Just saw this very movie posted over at Full Movies on YouTube, but—gasp!—colorized!
So these new AI Ted Turners wanna play with their new tech toys, well, that’s all fine and dandy…but leave the noir in Film Noir, thank you. For your viewing pleasure, in the original and glorious black and white, just like the newspaper they’re printin’, the great Humphrey Bogart in Deadline – U.S.A.!
EXTRA! EXTRA! Link: the original trailer in 1080HD!
The clueless philistine Ted Turner from a 1986 Los Angeles Times article.
“The last time I checked, I owned the films that we’re in the process of colorizing,” said Ted Turner. “I can do whatever I want with them, and if they’re going to be shown on television, they’re going to be in color.”
“All I’m trying to do is protect my investment in MGM,” said Turner, who earlier this year paid more than $1.2 billion for the studio’s 3,650-title library of movies. He has announced plans to color such seminal black-and-white films as “Casablanca,” “The Maltese Falcon” and the John Garfield-Lana Turner “The Postman Always Rings Twice.”
“I’m really shocked at the fuss,” he said. “I personally don’t think it makes that much difference in the end. I think editing these movies makes a hell of a lot more difference in how they look, especially when they’re chopped up by 20 or more minutes in order to fit into the time slots. Why aren’t people making a fuss about that?”
“Besides,” he said, “I like things in color. We see in color. Why didn’t they (the protesting film makers) make ‘The Sting’ in black- and-white if they’re so concerned about historical authenticity? I don’t see their point.”
In 1988, Jimmy Stewart made a plea in Congressional hearings, along with Burt Lancaster, Katharine Hepburn, Ginger Rogers, film director Martin Scorsese, and many others, against Ted Turner’s decision to ‘colorize’ classic black-and-white films, including It’s a Wonderful Life. Stewart stated, “the coloring of black-and-white films is wrong. It’s morally and artistically wrong and these profiteers should leave our film industry alone.”

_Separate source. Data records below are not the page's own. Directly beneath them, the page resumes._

/*
 * Copyright (c) Meta Platforms, Inc. and affiliates.
 * All rights reserved.
 *
 * This source code is licensed under the BSD-style license found in the
 * LICENSE file in the root directory of this source tree.
 */

//! Infinite numeric sequences, for zipping against finite grids or
//! truncating into fixed dimensions.
//!
//! ```
//! use hypergrid::generators::ExponentialStep;
//! use hypergrid::grid;
//!
//! let lr = ExponentialStep::new(0.1, 0.5).with_name("lr");
//! let g = grid!(epoch = 0..4).unwrap().zip(lr.into_dimension().unwrap()).unwrap();
//! assert_eq!(g.len().unwrap(), 4);
//! ```

use std::fmt;

use crate::dimension::Dimension;
use crate::schema::SchemaError;

/// The name given to sequences that were not named explicitly.
pub const ANONYMOUS: &str = "anonymous";

/// The geometric sequence `start * step^i` for `i = 0, 1, 2, ...`.
#[derive(Debug, Clone, PartialEq)]
pub struct ExponentialStep {
    start: f64,
    step: f64,
    name: String,
}

impl ExponentialStep {
    pub fn new(start: f64, step: f64) -> Self {
        Self {
            start,
            step,
            name: ANONYMOUS.to_string(),
        }
    }

    pub fn with_name(self, name: impl Into<String>) -> Self {
        Self {
            name: name.into(),
            ..self
        }
    }

    pub fn name(&self) -> &str {
        &self.name
    }

    pub fn iter(&self) -> impl Iterator<Item = f64> + Send + 'static {
        let (start, step) = (self.start, self.step);
        (0..).map(move |i| start * step.powi(i))
    }

    /// A fixed dimension of the first `n` terms.
    pub fn take(&self, n: usize) -> Result<Dimension, SchemaError> {
        Dimension::fixed(self.name.clone(), self.iter().take(n))
    }

    /// An unbounded dimension over the whole sequence.
    pub fn into_dimension(self) -> Result<Dimension, SchemaError> {
        let seq = self.clone();
        Dimension::unbounded(self.name, move || seq.iter())
    }
}

impl fmt::Display for ExponentialStep {
    fn fmt(&self, f: &mut fmt::Formatter<'_>) -> fmt::Result {
        write!(f, "{}={} * {}^i", self.name, self.start, self.step)
    }
}

/// The arithmetic sequence `start + step * i` for `i = 0, 1, 2, ...`.
#[derive(Debug, Clone, PartialEq)]
pub struct LinearStep {
    start: f64,
    step: f64,
    name: String,
}

impl LinearStep {
    pub fn new(start: f64, step: f64) -> Self {
        Self {
            start,
            step,
            name: ANONYMOUS.to_string(),
        }
    }

    pub fn with_name(self, name: impl Into<String>) -> Self {
        Self {
            name: name.into(),
            ..self
        }
    }

    pub fn name(&self) -> &str {
        &self.name
    }

    pub fn iter(&self) -> impl Iterator<Item = f64> + Send + 'static {
        let (start, step) = (self.start, self.step);
        (0_u32..).map(move |i| start + step * f64::from(i))
    }

    /// A fixed dimension of the first `n` terms.
    pub fn take(&self, n: usize) -> Result<Dimension, SchemaError> {
        Dimension::fixed(self.name.clone(), self.iter().take(n))
    }

    /// An unbounded dimension over the whole sequence.
    pub fn into_dimension(self) -> Result<Dimension, SchemaError> {
        let seq = self.clone();
        Dimension::unbounded(self.name, move || seq.iter())
    }
}

impl fmt::Display for LinearStep {
    fn fmt(&self, f: &mut fmt::Formatter<'_>) -> fmt::Result {
        write!(f, "{}={} + {}i", self.name, self.start, self.step)
    }
}
/*
 * Copyright (c) Meta Platforms, Inc. and affiliates.
 * All rights reserved.
 *
 * This source code is licensed under the BSD-style license found in the
 * LICENSE file in the root directory of this source tree.
 */

//! Probability distributions over [`Value`]s.
//!
//! A [`Distribution`] can be used three ways:
//!
//! - as an infinite dimension, with [`Distribution::into_dimension`];
//!   such a dimension samples by drawing, and can be frozen into a
//!   fixed one with [`Dimension::sample_n`];
//! - as an infinite iterator of draws, with [`Distribution::draws`];
//! - as a field function, with [`field_fn`], assigning a fresh draw
//!   to every row of a map.
//!
//! ```
//! use hypergrid::Fields;
//! use hypergrid::generators::Uniform;
//! use hypergrid::generators::distribution::field_fn;
//! use hypergrid::grid;
//!
//! let g = grid!(trial = 0..100).unwrap();
//! let g = g
//!     .map_to(Fields::new().with("lr", field_fn(Uniform::new(1.0, 10.0).unwrap())))
//!     .unwrap();
//! assert!(g.iter().all(|row| (1.0..=10.0).contains(&row["lr"].to_f64().unwrap())));
//! ```

use std::fmt;

use rand::Rng;
use rand::RngCore;

use crate::dimension::Dimension;
use crate::row::Row;
use crate::schema::SchemaError;
use crate::value::Value;

/// Errors raised when building a distribution.
#[derive(Debug, Clone, PartialEq, thiserror::Error)]
#[non_exhaustive]
pub enum DistributionError {
    #[error("invalid range [{low}, {high}]: low must not exceed high")]
    InvalidRange { low: String, high: String },

    #[error("bound {bound} is not finite")]
    NonFinite { bound: f64 },

    #[error("log-uniform bounds must be positive, got {low}")]
    NonPositive { low: f64 },

    #[error("choice requires at least one value")]
    NoChoices,
}

/// A source of independent random values.
pub trait Distribution: Send + Sync + fmt::Debug {
    /// Draw one value.
    fn draw(&self, rng: &mut dyn RngCore) -> Value;

    /// An infinite iterator of draws from the thread-local generator.
    fn draws(&self) -> Box<dyn Iterator<Item = Value> + '_>
    where
        Self: Sized,
    {
        Box::new(std::iter::repeat_with(move || {
            self.draw(&mut rand::thread_rng())
        }))
    }

    /// A dimension named `name` drawing from this distribution.
    fn into_dimension<N>(self, name: N) -> Result<Dimension, SchemaError>
    where
        N: Into<String>,
        Self: Sized + 'static,
    {
        Dimension::distribution(name, self)
    }
}

/// A field function ignoring its row and returning a fresh draw from
/// `distribution` on every call.
pub fn field_fn<D>(distribution: D) -> impl Fn(&Row) -> Value + Send + Sync + 'static
where
    D: Distribution + 'static,
{
    move |_row: &Row| distribution.draw(&mut rand::thread_rng())
}

fn check_finite(bound: f64) -> Result<f64, DistributionError> {
    if bound.is_finite() {
        Ok(bound)
    } else {
        Err(DistributionError::NonFinite { bound })
    }
}

fn check_range<T: PartialOrd + fmt::Display>(low: T, high: T) -> Result<(), DistributionError> {
    if low > high {
        return Err(DistributionError::InvalidRange {
            low: low.to_string(),
            high: high.to_string(),
        });
    }
    Ok(())
}

/// Floats drawn uniformly from `[low, high]`.
#[derive(Debug, Clone, Copy, PartialEq)]
pub struct Uniform {
    low: f64,
    high: f64,
}

impl Uniform {
    pub fn new(low: f64, high: f64) -> Result<Self, DistributionError> {
        let (low, high) = (check_finite(low)?, check_finite(high)?);
        check_range(low, high)?;
        Ok(Self { low, high })
    }

    pub fn low(&self) -> f64 {
        self.low
    }

    pub fn high(&self) -> f64 {
        self.high
    }
}

impl Distribution for Uniform {
    fn draw(&self, rng: &mut dyn RngCore) -> Value {
        Value::Float(rng.gen_range(self.low..=self.high))
    }
}

/// Floats whose logarithm is uniform over `[ln low, ln high]`. Both
/// bounds must be positive.
#[derive(Debug, Clone, Copy, PartialEq)]
pub struct LogUniform {
    low: f64,
    high: f64,
}

impl LogUniform {
    pub fn new(low: f64, high: f64) -> Result<Self, DistributionError> {
        let (low, high) = (check_finite(low)?, check_finite(high)?);
        if low <= 0.0 {
            return Err(DistributionError::NonPositive { low });
        }
        check_range(low, high)?;
        Ok(Self { low, high })
    }
}

impl Distribution for LogUniform {
    fn draw(&self, rng: &mut dyn RngCore) -> Value {
        let exponent = rng.gen_range(self.low.ln()..=self.high.ln());
        // exp(ln x) can land just outside the bounds.
        Value::Float(exponent.exp().clamp(self.low, self.high))
    }
}

/// Integers drawn uniformly from `[low, high]`.
#[derive(Debug, Clone, Copy, PartialEq, Eq)]
pub struct IntUniform {
    low: i64,
    high: i64,
}

impl IntUniform {
    pub fn new(low: i64, high: i64) -> Result<Self, DistributionError> {
        check_range(low, high)?;
        Ok(Self { low, high })
    }
}

impl Distribution for IntUniform {
    fn draw(&self, rng: &mut dyn RngCore) -> Value {
        Value::Int(rng.gen_range(self.low..=self.high))
    }
}

/// One of a fixed set of values, each equally likely.
#[derive(Debug, Clone, PartialEq)]
pub struct Choice {
    values: Vec<Value>,
}

impl Choice {
    pub fn new<I>(values: I) -> Result<Self, DistributionError>
    where
        I: IntoIterator,
        I::Item: Into<Value>,
    {
        let values: Vec<Value> = values.into_iter().map(Into::into).collect();
        if values.is_empty() {
            return Err(DistributionError::NoChoices);
        }
        Ok(Self { values })
    }

    pub fn values(&self) -> &[Value] {
        &self.values
    }
}

impl Distribution for Choice {
    fn draw(&self, rng: &mut dyn RngCore) -> Value {
        self.values[rng.gen_range(0..self.values.len())].clone()
    }
}

#[cfg(test)]
mod tests {
    use std::collections::HashSet;

    use rand::SeedableRng;
    use rand::rngs::StdRng;

    use super::*;
    use crate::Fields;
    use crate::grid;

    #[test]
    fn test_uniform_distribution() {
        let ud = Uniform::new(1.0, 10.0).unwrap();
        assert!(
            ud.draws()
                .take(100)
                .all(|v| (1.0..=10.0).contains(&v.to_f64().unwrap()))
        );
    }

    #[test]
    fn test_degenerate_ranges() {
        let point = Uniform::new(2.0, 2.0).unwrap();
        assert_eq!(point.draw(&mut StdRng::seed_from_u64(1)), Value::Float(2.0));
        let point = IntUniform::new(5, 5).unwrap();
        assert_eq!(point.draw(&mut StdRng::seed_from_u64(1)), Value::Int(5));
    }

    #[test]
    fn test_invalid_parameters() {
        assert!(matches!(
            Uniform::new(10.0, 1.0),
            Err(DistributionError::InvalidRange { .. })
        ));
        assert!(matches!(
            Uniform::new(0.0, f64::INFINITY),
            Err(DistributionError::NonFinite { .. })
        ));
        assert_eq!(
            LogUniform::new(0.0, 1.0).unwrap_err(),
            DistributionError::NonPositive { low: 0.0 }
        );
        assert_eq!(
            IntUniform::new(3, 1).unwrap_err().to_string(),
            "invalid range [3, 1]: low must not exceed high"
        );
        assert_eq!(
            Choice::new(Vec::<i32>::new()).unwrap_err(),
            DistributionError::NoChoices
        );
    }

    #[test]
    fn test_log_uniform_stays_in_range() {
        let d = LogUniform::new(1e-4, 1e-1).unwrap();
        let mut rng = StdRng::seed_from_u64(3);
        for _ in 0..1000 {
            let x = d.draw(&mut rng).to_f64().unwrap();
            assert!((1e-4..=1e-1).contains(&x), "{x}");
        }
    }

    #[test]
    fn test_int_uniform_covers_range() {
        let d = IntUniform::new(1, 4).unwrap();
        let mut rng = StdRng::seed_from_u64(5);
        let seen: HashSet<i64> = (0..200)
            .map(|_| *d.draw(&mut rng).as_int().unwrap())
            .collect();
        assert_eq!(seen, HashSet::from([1, 2, 3, 4]));
    }

    #[test]
    fn test_choice() {
        let d = Choice::new(["adam", "sgd"]).unwrap();
        let mut rng = StdRng::seed_from_u64(9);
        for _ in 0..100 {
            let v = d.draw(&mut rng);
            assert!(d.values().contains(&v));
        }
    }

    #[test]
    fn test_distribution_as_field_fn() {
        let ud = Uniform::new(1.0, 10.0).unwrap();
        let g = grid!(test = 0..100).unwrap();
        let g = g.map(Fields::new().with("result", field_fn(ud))).unwrap();
        let rows = g.rows();
        assert_eq!(rows.len(), 100);
        assert!(
            rows.iter()
                .all(|row| (1.0..=10.0).contains(&row["result"].to_f64().unwrap()))
        );
        // Each row gets its own draw.
        let distinct: HashSet<u64> = rows
            .iter()
            .map(|row| row["result"].to_f64().unwrap().to_bits())
            .collect();
        assert!(distinct.len() > 1);
    }

    #[test]
    fn test_distribution_dimension_in_grid() {
        let g = grid!(x = [1, 2])
            .unwrap()
            .product(IntUniform::new(0, 9).unwrap().into_dimension("k").unwrap())
            .unwrap();
        assert!(g.len().is_err());
        let row = g.sample().unwrap();
        assert!(matches!(row["k"], Value::Int(0..=9)));
    }
}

Everyone hated the idea so much that Congressional Hearings were held in 1987-88 which led to the National Film Preservation Act of 1988 which gave the principal Director or Screenwriter the right to prevent any “material alteration” of their films.
This was all before he married Jane Fonda. I’d like to think she ultimately had an influence on his taste.
Much as we’re on the same page, it’s interesting to note a couple of things…
Turner was absolutely right about (at least) one thing, which has become much less a problem in modern times: why didn’t anyone “make a fuss” about chopping up films on American network television to make them fit a time slot or for (worse yet) content? Yes, it’s a rhetorical question but still a legitimate question.
The major movie studios’ line of thinking then as now hasn’t changed one bit and is exactly in line with Turner’s reasoning: it’s their product and will do as they please with it. It was and still are the artists, not the studios, that, as you stated, worked towards the making of the National Film Preservation Act of 1988. Now the artists are working for, among other things, not having their identities digitized and robbed from them.
Insightful observation on your part about Jane’s influence. Bravo!
“Clueless philistine”! I can’t find the quote at the moment but if memory serves, a mentor to E. Graydon Carter once told him more or less to never waste a good epithet. My compliments!
Edit: minor typos
'Short-fingered vulgarian" still makes me giddy. Thanks for the memories. I remember reading that 7 years ago.
“Puddin’ fingers” is another one that recently gave me a chuckle.
“Puddin’ fingers!” Oh, this stuff just writes itself! These knuckleheads are an embarassment of riches!